Teaching with Syzygy

JupyterHub can be a great resource for teaching and we we encourage people to use syzygy to help teach their classes, but you should keep the following things in mind:

  • syzygy.ca hosts are shared services. Asking a large group of students to do the same task simultaneously may exhaust the available resources and make your experience very slow. When machines are under extreme resource pressure, they may decide to shutdown processes that they don’t have any hope of servicing. Try to plan ahead by splitting up and spreading out tasks.

  • We have a very small support team. We try hard to make sure our services are always available, but we still have planned and unplanned outages. Normally we will try to resume the service as soon as possible, but this depends on lots of factors, and we can’t always do it the same day.

For these reasons we recommend against using syzygy for e.g. Timed exams and we urge you to be careful when planning submission dates for homework etc.

Tools

NBGitPuller

NBGitPuller is a very useful server extension which uses specially constructed URLs to guide students through the process of cloning out git repositories. As an example, an instructor might maintain a collection of notebooks, which they will update and extend throughout the term. By giving a specially constructed URL to their students, each student will automatically be given their own copy of the files at the start of term and can keep it in sync (without losing their changes) as the term progresses.

To use it, you need to construct long and complicated URLs, but fortunately there is a handy nbgitpull link generator to help you. The generator will ask for your JupyterHub server (use https://uxxx.syzygy.ca/jupyter/ where `uxxx is the name of your university), a github repository, and (optionally) file you would like to open once the repository has been cloned. After you fill all that information in, the generator will produce a long complicated link which might look like…

https://uxxx.syzygy.ca/jupyter/hub/user-redirect/git-pull?repo=https%3A%2F%2Fgithub.com%2Fpimsmath%2Fpublic-notebooks&urlpath=tree%2Fpublic-notebooks%2Fpath%2Fto%2Ffile.ipynb&branch=master

When the student visits the link for the first time the repository will be cloned out into their home directory. When they visit the same link later in the term git will “pull” in any changes from the repository and try to merge them safely with the student’s existing work (see below for more details of how the merge works).
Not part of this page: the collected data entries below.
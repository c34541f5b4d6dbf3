pub mod frame;
pub mod recorder;
pub mod sink;

pub use frame::TaggedFrame;
pub use recorder::{ArtifactDescriptor, PerUserRecorder};
pub use sink::AudioSink;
The strange characters in query string are HTML encoded versions of the familiar ascii characters. For instance, http:// becomes http%3A%2F%2F. It is important that these values are properly encoded or they might be ignored by the hub. Some URL shortening services (e.g. bit.ly) will strip the encoding and may break the links, so where possible please distribute the full (encoded) link produced by the generator or use a shortening service which doesn’t strip the encoding (e.g. tinyurl). The parameters in the query string are…
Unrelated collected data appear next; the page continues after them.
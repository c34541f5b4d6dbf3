use std::path::PathBuf;
use std::time::Duration;

use anyhow::{Context, Result};
use async_trait::async_trait;
use tokio::sync::mpsc;
use tokio::task::JoinHandle;
use tracing::info;

use crate::audio::TaggedFrame;
use crate::voice::transport::{ConnectOutcome, VoiceEndpoint, VoiceInbound, VoiceTransport};

const FRAME_MS: u64 = 20;

/// Development transport that replays a WAV fixture as a single tagged
/// participant stream. Stands in for the platform voice gateway, which
/// lives behind a platform SDK and is not part of this service.
pub struct LoopbackTransport {
    fixture: PathBuf,
    inbound: Option<mpsc::Receiver<VoiceInbound>>,
    feeder: Option<JoinHandle<()>>,
}

impl LoopbackTransport {
    pub fn new(fixture: PathBuf) -> Self {
        Self {
            fixture,
            inbound: None,
            feeder: None,
        }
    }
}

#[async_trait]
impl VoiceTransport for LoopbackTransport {
    async fn connect(&mut self, room: &str) -> Result<ConnectOutcome> {
        let reader = hound::WavReader::open(&self.fixture)
            .with_context(|| format!("open loopback fixture {}", self.fixture.display()))?;
        let spec = reader.spec();
        let samples: Vec<i16> = reader
            .into_samples::<i16>()
            .collect::<Result<Vec<_>, _>>()
            .context("read loopback fixture samples")?;

        info!(
            room,
            fixture = %self.fixture.display(),
            samples = samples.len(),
            "loopback transport connected"
        );

        let (tx, rx) = mpsc::channel(64);
        let samples_per_frame =
            (spec.sample_rate as usize / 1000) * FRAME_MS as usize * spec.channels as usize;

        let feeder = tokio::spawn(async move {
            let mut offset_ms = 0u64;
            for pcm in samples.chunks(samples_per_frame.max(1)) {
                let frame = TaggedFrame {
                    participant_id: "loopback".to_string(),
                    pcm: pcm.to_vec(),
                    sample_rate: spec.sample_rate,
                    channels: spec.channels,
                    offset_ms,
                };
                if tx.send(VoiceInbound::Frame(frame)).await.is_err() {
                    return;
                }
                offset_ms += FRAME_MS;
                tokio::time::sleep(Duration::from_millis(FRAME_MS)).await;
            }
            let _ = tx.send(VoiceInbound::Closed).await;
        });

        self.inbound = Some(rx);
        self.feeder = Some(feeder);

        Ok(ConnectOutcome::Ready {
            endpoint: VoiceEndpoint {
                host: "loopback".to_string(),
                port: 0,
                token: "local".to_string(),
            },
        })
    }

    async fn send_audio_ready_ack(&mut self) -> Result<()> {
        Ok(())
    }

    fn take_inbound(&mut self) -> Option<mpsc::Receiver<VoiceInbound>> {
        self.inbound.take()
    }

    async fn disconnect(&mut self, _force: bool) -> Result<()> {
        if let Some(feeder) = self.feeder.take() {
            feeder.abort();
        }
        self.inbound = None;
        Ok(())
    }
}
  • repo=https:%3A%2F%2Fgithub.com%2Fpimsubc%2Fpublic-notebooks is required and specifies the URL of the git repository you want to clone.
  • branch=master is an optional git branch name (default “master”)
  • urlpath=tree%2Fpublic-notebooks%2Fpath%2Fto%2Ffile.ipynb is an optional argument that specifies the path of the directory / notebook inside the repo to launch after cloning. By default, the base directory of the linked Git repository is opened. It’s recommended that you specify a path to a specific file if you want that file to open after users click the link.

NBGitPuller is implemented as a notebook extension so doesn’t depend on any specific kernel. It will happily clone out any repository, so you can use it with R, Python or any other kernel installed on your syzygy instance.
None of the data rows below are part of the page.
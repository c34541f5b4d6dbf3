use thiserror::Error;

/// Domain errors for session lifecycle and post-processing.
///
/// Stage errors (`TranscriptionFailed`, `SummarizationFailed`,
/// `DeliveryFailed`) are captured into the pipeline report and never
/// propagate past the coordinator; `StorageWriteFailed` aborts the
/// pipeline since the artifacts cannot be trusted.
#[derive(Debug, Error)]
pub enum SessionError {
    #[error("room {0} already has an active session")]
    AlreadyActive(String),

    #[error("no active session for room {0}")]
    NotActive(String),

    #[error("voice transport unavailable: {0}")]
    TransportUnavailable(String),

    #[error("voice handshake failed after {attempts} attempts (code {code}, endpoint {endpoint:?})")]
    VoiceHandshakeFailed {
        code: u16,
        endpoint: Option<String>,
        attempts: u32,
    },

    #[error("transcription failed: {0}")]
    TranscriptionFailed(String),

    #[error("summarization failed: {0}")]
    SummarizationFailed(String),

    #[error("delivery failed: {0}")]
    DeliveryFailed(String),

    #[error("storage write failed: {0}")]
    StorageWriteFailed(String),
}
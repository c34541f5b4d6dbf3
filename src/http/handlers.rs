use axum::{
    extract::{Path, State},
    http::StatusCode,
    response::{IntoResponse, Json},
};
use serde::{Deserialize, Serialize};
use tracing::{error, info};

use super::state::AppState;
use crate::error::SessionError;
use crate::pipeline::PipelineReport;
use crate::session::StartedSession;

// ============================================================================
// Request/Response Types
// ============================================================================

#[derive(Debug, Deserialize)]
pub struct StartSessionRequest {
    pub room: String,
}

#[derive(Debug, Serialize)]
pub struct StartSessionResponse {
    #[serde(flatten)]
    pub session: StartedSession,
    pub message: String,
}

#[derive(Debug, Serialize)]
pub struct StopSessionResponse {
    pub room: String,
    /// None when the session stopped before anything was captured
    pub report: Option<PipelineReport>,
}

#[derive(Debug, Serialize)]
pub struct ErrorResponse {
    pub error: String,
}

fn error_status(err: &SessionError) -> StatusCode {
    match err {
        SessionError::AlreadyActive(_) => StatusCode::CONFLICT,
        SessionError::NotActive(_) => StatusCode::NOT_FOUND,
        _ => StatusCode::INTERNAL_SERVER_ERROR,
    }
}

// ============================================================================
// Handlers
// ============================================================================

/// POST /sessions/start
/// Start recording in a room
pub async fn start_session(
    State(state): State<AppState>,
    Json(req): Json<StartSessionRequest>,
) -> impl IntoResponse {
    info!("start requested for room: {}", req.room);

    match state.registry.start(&req.room).await {
        Ok(session) => {
            let message = format!(
                "Recording started (session {}); stop to generate the recap",
                session.session_id
            );
            (
                StatusCode::OK,
                Json(StartSessionResponse { session, message }),
            )
                .into_response()
        }
        Err(e) => {
            error!("failed to start session for {}: {}", req.room, e);
            (
                error_status(&e),
                Json(ErrorResponse {
                    error: e.to_string(),
                }),
            )
                .into_response()
        }
    }
}

/// POST /sessions/stop/:room
/// Stop recording and run the post-processing pipeline
pub async fn stop_session(
    State(state): State<AppState>,
    Path(room): Path<String>,
) -> impl IntoResponse {
    info!("stop requested for room: {}", room);

    match state.registry.stop(&room).await {
        Ok(report) => (
            StatusCode::OK,
            Json(StopSessionResponse { room, report }),
        )
            .into_response(),
        Err(e) => {
            error!("failed to stop session for {}: {}", room, e);
            (
                error_status(&e),
                Json(ErrorResponse {
                    error: e.to_string(),
                }),
            )
                .into_response()
        }
    }
}

/// GET /sessions/:room/status
/// Status of the room's session
pub async fn session_status(
    State(state): State<AppState>,
    Path(room): Path<String>,
) -> impl IntoResponse {
    match state.registry.get(&room).await {
        Some(status) => (StatusCode::OK, Json(status)).into_response(),
        None => (
            StatusCode::NOT_FOUND,
            Json(ErrorResponse {
                error: format!("no active session for room {room}"),
            }),
        )
            .into_response(),
    }
}

/// POST /sessions/clear/:room
/// Forcibly drop a session believed stuck
pub async fn force_clear(
    State(state): State<AppState>,
    Path(room): Path<String>,
) -> impl IntoResponse {
    if state.registry.force_clear(&room).await {
        (StatusCode::OK, Json(serde_json::json!({ "cleared": room }))).into_response()
    } else {
        (
            StatusCode::NOT_FOUND,
            Json(ErrorResponse {
                error: format!("no active session for room {room}"),
            }),
        )
            .into_response()
    }
}

/// GET /health
/// Health check endpoint
pub async fn health_check() -> impl IntoResponse {
    (StatusCode::OK, "OK")
}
nbgitpuller service demonstration

The following link demonstrates the nbgitpuller service on pims.syzygy.ca by cloning out a simple python3 example notebook. To try the service out, simply click on the following link:

Clicking on the link should trigger the following actions

  1. Take you to pims.syzygy.ca
  2. Authenticate you via google (if you aren’t already)
  3. Start your server (if it isn’t already started)
  4. Clone out a copy of the notebook to public-notebooks/nbpuller-example1.ipynb
  5. Open the notebook in your browser.

The full URL used in the link is

https://pims.syzygy.ca/jupyter/hub/user-redirect/git-pull?repo=https%3A%2F%2Fgithub.com%2Fpimsmath%2Fpublic-notebooks&urlpath=tree%2Fpublic-notebooks%2Fnbpuller-example1.ipynb&branch=master

Splitting this apart, we can see the pattern described above:

  • https://pims.syzygy.ca/jupyter/hub/user-redirect/git-pull refers to the syzygy instance (pims.syzygy.ca).
  • https%3A%2F%2Fgithub.com%2Fpimsmath%2Fpublic-notebooks tells nbpuller which repository to use (https://github.com/pimsmath/public-notebooks).
  • branch=master specifies the master branch within the repository.
  • urlpath=tree%2Fpublic-notebooks%2Fnbpuller-example1.ipynb tells nbpuller to open that file (nbpuller-example1.ipynb) automatically after cloning.

How NBGitPuller Works

As its name implies, NBGitPuller works by constructing and executing git commands. Git is a distributed version control system which lets you keep track of changes and merge them with other people’s. The initial click on an NBGitPuller link will take the user to the relevant JupyterHub, log them in (if necessary) then try to grab a clone of the repository. If you’re not familiar with git, this is essentially a copy of the remote files in the repository with the advantage that both the user and the repository owner can continue to modify their own copies of the files then ultimately merge them together (inside the user’s clone). To do all of this NBGitPuller implements a subset of the git commands so that subsequent clicks on a link by the user will try to merge changes according to this plan:

  • If content has changed in both places, prefer local (user) changes over remote changes.
  • If a file was deleted locally but present in the remote, remote file is restored to local repository. This allows users to get a ‘fresh copy’ of a file by just deleting the file locally & clicking the link again.
  • If a file exists locally but is untracked by git (maybe someone uploaded it manually), then rename the file, and pull in remote copy.

Since git is doing all of the heavy lifting here it is also possible to use git directly to do more advanced tasks (e.g. different merging strategies) with the caveat that mixing ordinary git commands and NBGitPuller is not a good idea. Once you start using git “manually” for that repository you should avoid using the NBGitPuller links as the merging patterns will almost certainly be different. As the NBGitPuller documentation says “[this] is going to cause surprises on an ongoing basis, and should be avoided.”